» TASK INSTRUCTIONS
Take the entries that follow and return exactly the lines from the one holding "let Ok(conn) = self.connect()" through the one holding "for pragma in", both included. Nothing else is needed.

» DATA FOR THIS EXERCISE

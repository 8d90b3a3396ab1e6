use libsql::{Builder, Connection};
use std::sync::Arc;

use crate::config::DatabaseConfig;
use crate::error::Result;

use super::schema;

#[derive(Clone)]
pub struct Database {
    pub(crate) db: Arc<libsql::Database>,
    busy_timeout_ms: u64,
    journal_mode: &'static str,
}

impl Database {
    pub async fn new(config: &DatabaseConfig) -> Result<Self> {
        let busy_timeout_ms = std::env::var("DATABASE_BUSY_TIMEOUT_MS")
            .ok()
            .and_then(|v| v.parse::<u64>().ok())
            .unwrap_or(5000);
        let journal_mode = normalize_journal_mode(
            &std::env::var("DATABASE_JOURNAL_MODE").unwrap_or_else(|_| "WAL".to_string()),
        );

        let db = if config.url.starts_with("libsql://") || config.url.starts_with("https://") {
            let token = config.auth_token.clone().unwrap_or_default();
            match config.local_path {
                Some(ref local_path) => {
                    Builder::new_remote_replica(local_path, config.url.clone(), token)
                        .build()
                        .await?
                }
                None => Builder::new_remote(config.url.clone(), token).build().await?,
            }
        } else {
            let path = config.url.strip_prefix("file:").unwrap_or(&config.url);
            Builder::new_local(path).build().await?
        };

        let database = Self {
            db: Arc::new(db),
            busy_timeout_ms,
            journal_mode,
        };
        database.configure().await;

        let conn = database.connect()?;
        schema::init_schema(&conn).await?;

        Ok(database)
    }

    pub fn connect(&self) -> Result<Connection> {
        Ok(self.db.connect()?)
    }

    /// Pragmas are advisory; remote databases reject some of them.
    async fn configure(&self) {
        let Ok(conn) = self.connect() else {
            return;
        };

        let pragmas = [
            format!("PRAGMA busy_timeout = {}", self.busy_timeout_ms),
            format!("PRAGMA journal_mode = {}", self.journal_mode),
        ];
        for pragma in pragmas {
            if let Err(error) = conn.execute_batch(&pragma).await {
                tracing::warn!(pragma = %pragma, error = %error, "Failed to apply SQLite pragma");
            }
        }
    }

    pub async fn sync(&self) -> Result<()> {
        if let Ok(sync) = self.db.sync().await {
            tracing::info!("Database synced: {:?}", sync);
        }
        Ok(())
    }
}

fn normalize_journal_mode(value: &str) -> &'static str {
    match value.trim().to_uppercase().as_str() {
        "DELETE" => "DELETE",
        "TRUNCATE" => "TRUNCATE",
        "MEMORY" => "MEMORY",
        _ => "WAL",
    }
}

» COMPLETED EXERCISE
        let Ok(conn) = self.connect() else {
            return;
        };

        let pragmas = [
            format!("PRAGMA busy_timeout = {}", self.busy_timeout_ms),
            format!("PRAGMA journal_mode = {}", self.journal_mode),
        ];
        for pragma in pragmas {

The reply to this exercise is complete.